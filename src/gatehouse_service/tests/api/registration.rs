use chrono::Utc;
use fake::Fake;
use fake::faker::internet::en::{SafeEmail, Username};
use gatehouse_core::{
    AccountHandle, Email, Invite, InviteCode, InviteStore, Principal, SessionActivation,
    SiteConfig, domain::params,
};
use secrecy::Secret;
use uuid::Uuid;

use crate::helpers::{TestApp, location, sign_up_form};

fn invite(code: &str) -> Invite {
    Invite::new(InviteCode::parse(code).unwrap(), AccountHandle::new("alice"))
}

fn fake_username() -> String {
    let name: String = Username().fake();
    name.chars()
        .filter(|c| c.is_ascii_alphanumeric() || *c == '_')
        .take(20)
        .collect::<String>()
        + "_x"
}

#[tokio::test]
async fn health_check_works() {
    let app = TestApp::new(SiteConfig::closed()).await;

    let response = app.get("/health").await;

    assert_eq!(response.status().as_u16(), 200);
}

#[tokio::test]
async fn sign_up_form_is_shown_when_registrations_are_open() {
    let app = TestApp::new(SiteConfig::open()).await;

    let response = app.get("/auth/sign_up").await;

    assert_eq!(response.status().as_u16(), 200);
    let body: serde_json::Value = response.json().await.unwrap();
    assert_eq!(body["view"], "new");
    assert_eq!(body["layout"], "auth");
    assert_eq!(body["resource"]["locale"], "en");
    assert!(body["resource"]["account"].is_object());
}

#[tokio::test]
async fn closed_registrations_redirect_to_root() {
    let app = TestApp::new(SiteConfig::closed()).await;

    let form_response = app.get("/auth/sign_up").await;
    let create_response = app
        .post_registration(&sign_up_form("alice@example.com", "alice"))
        .await;

    assert_eq!(form_response.status().as_u16(), 303);
    assert_eq!(location(&form_response), "/");
    assert_eq!(create_response.status().as_u16(), 303);
    assert_eq!(location(&create_response), "/");
    assert!(app.accounts.is_empty().await);
}

#[tokio::test]
async fn single_user_mode_wins_over_open_registrations() {
    let app = TestApp::new(SiteConfig {
        registrations_open: true,
        single_user_mode: true,
        external_identity_auth_mode: false,
    })
    .await;

    let response = app.get("/auth/sign_up").await;

    assert_eq!(response.status().as_u16(), 303);
    assert_eq!(location(&response), "/");
}

#[tokio::test]
async fn site_config_changes_apply_to_later_requests() {
    let app = TestApp::new(SiteConfig::closed()).await;
    assert_eq!(app.get("/auth/sign_up").await.status().as_u16(), 303);

    app.site.replace(SiteConfig::open());

    assert_eq!(app.get("/auth/sign_up").await.status().as_u16(), 200);
}

#[tokio::test]
async fn valid_sign_up_is_persisted_and_sent_to_sign_in() {
    let app = TestApp::new(SiteConfig::open()).await;
    let email: String = SafeEmail().fake();
    let username = fake_username();

    let response = app
        .post_registration(&sign_up_form(&email, &username))
        .await;

    assert_eq!(response.status().as_u16(), 303);
    assert_eq!(location(&response), "/auth/sign_in");
    assert!(app.accounts.find_by_email(&email).await.is_some());
}

#[tokio::test]
async fn invalid_sign_up_is_shown_again_with_errors() {
    let app = TestApp::new(SiteConfig::open()).await;
    let mut form = sign_up_form("alice@example.com", "alice");
    form[2] = (params::PASSWORD_CONFIRMATION, "something else");

    let response = app.post_registration(&form).await;

    assert_eq!(response.status().as_u16(), 422);
    let body: serde_json::Value = response.json().await.unwrap();
    assert_eq!(body["errors"]["password_confirmation"][0], "doesn't match Password");
    assert_eq!(body["resource"]["email"], "alice@example.com");
    assert_eq!(body["resource"]["account"]["username"], "alice");
    assert!(body["resource"].get("password").is_none());
    assert!(app.accounts.is_empty().await);
}

#[tokio::test]
async fn duplicate_email_is_rejected() {
    let app = TestApp::new(SiteConfig::open()).await;
    app.post_registration(&sign_up_form("alice@example.com", "alice"))
        .await;

    let response = app
        .post_registration(&sign_up_form("alice@example.com", "alice2"))
        .await;

    assert_eq!(response.status().as_u16(), 422);
    let body: serde_json::Value = response.json().await.unwrap();
    assert_eq!(body["errors"]["email"][0], "has already been taken");
}

#[tokio::test]
async fn unpermitted_fields_are_ignored() {
    let app = TestApp::new(SiteConfig::open()).await;
    let mut form = sign_up_form("alice@example.com", "not valid!");
    form.push(("user[admin]", "true"));

    let response = app.post_registration(&form).await;

    assert_eq!(response.status().as_u16(), 422);
    let body: serde_json::Value = response.json().await.unwrap();
    assert!(body["resource"].get("admin").is_none());
}

#[tokio::test]
async fn valid_invite_admits_when_registrations_are_closed() {
    let app = TestApp::new(SiteConfig::closed()).await;
    app.invites.add_invite(invite("ABC123").with_max_uses(1)).await;

    let form_response = app.get("/auth/sign_up?invite_code=ABC123").await;
    let mut form = sign_up_form("bob@example.com", "bob");
    form.push((params::TOP_LEVEL_INVITE_CODE, "ABC123"));
    let create_response = app.post_registration(&form).await;

    assert_eq!(form_response.status().as_u16(), 200);
    let body: serde_json::Value = form_response.json().await.unwrap();
    assert_eq!(body["resource"]["invite_code"], "ABC123");
    assert_eq!(create_response.status().as_u16(), 303);
    assert_eq!(location(&create_response), "/auth/sign_in");

    let used = app
        .invites
        .find_by_code(&InviteCode::parse("ABC123").unwrap())
        .await
        .unwrap()
        .unwrap();
    assert!(!used.valid_for_use());
}

#[tokio::test]
async fn single_use_invite_admits_once_whatever_the_nested_code() {
    let app = TestApp::new(SiteConfig::closed()).await;
    app.invites.add_invite(invite("ONCE").with_max_uses(1)).await;

    let mut outcomes = Vec::new();
    for (email, username) in [
        ("bob@example.com", "bob"),
        ("carol@example.com", "carol"),
        ("dave@example.com", "dave"),
    ] {
        let mut form = sign_up_form(email, username);
        form.push((params::TOP_LEVEL_INVITE_CODE, "ONCE"));
        form.push((params::INVITE_CODE, "JUNK"));
        let response = app.post_registration(&form).await;
        outcomes.push(location(&response).to_string());
    }

    assert_eq!(outcomes, ["/auth/sign_in", "/", "/"]);
    assert_eq!(app.accounts.len().await, 1);
    let bob = app.accounts.find_by_email("bob@example.com").await.unwrap();
    assert_eq!(
        app.accounts.invite_code_of(bob.id).await,
        InviteCode::parse("ONCE")
    );
    let used = app
        .invites
        .find_by_code(&InviteCode::parse("ONCE").unwrap())
        .await
        .unwrap()
        .unwrap();
    assert_eq!(used.uses(), 1);
}

#[tokio::test]
async fn exhausted_invite_redirects_to_root_without_persisting() {
    let app = TestApp::new(SiteConfig::closed()).await;
    app.invites
        .add_invite(invite("GONE").with_max_uses(1).with_uses(1))
        .await;
    let mut form = sign_up_form("bob@example.com", "bob");
    form.push((params::INVITE_CODE, "GONE"));

    let response = app.post_registration(&form).await;

    assert_eq!(response.status().as_u16(), 303);
    assert_eq!(location(&response), "/");
    assert!(app.accounts.is_empty().await);
}

#[tokio::test]
async fn destroy_is_not_found() {
    let app = TestApp::new(SiteConfig::open()).await;

    let response = app.delete_registration().await;

    assert_eq!(response.status().as_u16(), 404);
}

async fn signed_in(app: &TestApp, password: Option<&str>) -> (Principal, String) {
    let principal = Principal {
        id: Uuid::new_v4(),
        email: Email::parse("carol@example.com").unwrap(),
        handle: AccountHandle::new("carol"),
        has_local_credential: password.is_some(),
    };
    app.accounts
        .insert_principal(&principal, password.map(|p| Secret::new(p.to_string())))
        .await;
    let session_id = Uuid::new_v4().to_string();
    app.sessions
        .sign_in(
            &session_id,
            principal.id,
            SessionActivation {
                id: Uuid::new_v4(),
                user_agent: "integration test".to_string(),
                ip: None,
                last_seen_at: Utc::now(),
            },
        )
        .await;
    (principal, session_id)
}

#[tokio::test]
async fn edit_requires_a_session() {
    let app = TestApp::new(SiteConfig::open()).await;

    let response = app.get("/auth/edit").await;

    assert_eq!(response.status().as_u16(), 303);
    assert_eq!(location(&response), "/auth/sign_in");
}

#[tokio::test]
async fn edit_shows_the_account_and_its_sessions() {
    let app = TestApp::new(SiteConfig::closed()).await;
    let (_, session_id) = signed_in(&app, Some("old password")).await;

    let response = app.get_with_session("/auth/edit", &session_id).await;

    assert_eq!(response.status().as_u16(), 200);
    let body: serde_json::Value = response.json().await.unwrap();
    assert_eq!(body["view"], "edit");
    assert_eq!(body["layout"], "admin");
    assert_eq!(body["resource"]["principal"]["handle"], "carol");
    assert_eq!(body["sessions"][0]["user_agent"], "integration test");
}

#[tokio::test]
async fn update_redirects_back_to_edit() {
    let app = TestApp::new(SiteConfig::closed()).await;
    let (principal, session_id) = signed_in(&app, Some("old password")).await;

    let response = app
        .patch_registration(
            &[
                (params::EMAIL, "carol@new.example.com"),
                (params::CURRENT_PASSWORD, "old password"),
            ],
            &session_id,
        )
        .await;

    assert_eq!(response.status().as_u16(), 303);
    assert_eq!(location(&response), "/auth/edit");
    let updated = app.accounts.principal(principal.id).await.unwrap();
    assert_eq!(updated.email, Email::parse("carol@new.example.com").unwrap());
}

#[tokio::test]
async fn update_without_current_password_is_shown_again() {
    let app = TestApp::new(SiteConfig::closed()).await;
    let (_, session_id) = signed_in(&app, Some("old password")).await;

    let response = app
        .patch_registration(&[(params::EMAIL, "carol@new.example.com")], &session_id)
        .await;

    assert_eq!(response.status().as_u16(), 422);
    let body: serde_json::Value = response.json().await.unwrap();
    assert_eq!(body["errors"]["current_password"][0], "can't be blank");
    assert_eq!(body["resource"]["pending"]["email"], "carol@new.example.com");
}

#[tokio::test]
async fn external_identities_cannot_set_a_password() {
    let app = TestApp::new(SiteConfig {
        registrations_open: false,
        single_user_mode: false,
        external_identity_auth_mode: true,
    })
    .await;
    let (principal, session_id) = signed_in(&app, None).await;

    let response = app
        .patch_registration(
            &[
                (params::PASSWORD, "newpass"),
                (params::PASSWORD_CONFIRMATION, "newpass"),
            ],
            &session_id,
        )
        .await;

    assert_eq!(response.status().as_u16(), 303);
    let after = app.accounts.principal(principal.id).await.unwrap();
    assert!(!after.has_local_credential);
}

* * * * * * * * *

• What this task involves
Go through the listing and copy each line with the string "push".

• Response for this exercise
    form.push(("user[admin]", "true"));
    form.push((params::TOP_LEVEL_INVITE_CODE, "ABC123"));
        form.push((params::TOP_LEVEL_INVITE_CODE, "ONCE"));
        form.push((params::INVITE_CODE, "JUNK"));
        outcomes.push(location(&response).to_string());
    form.push((params::INVITE_CODE, "GONE"));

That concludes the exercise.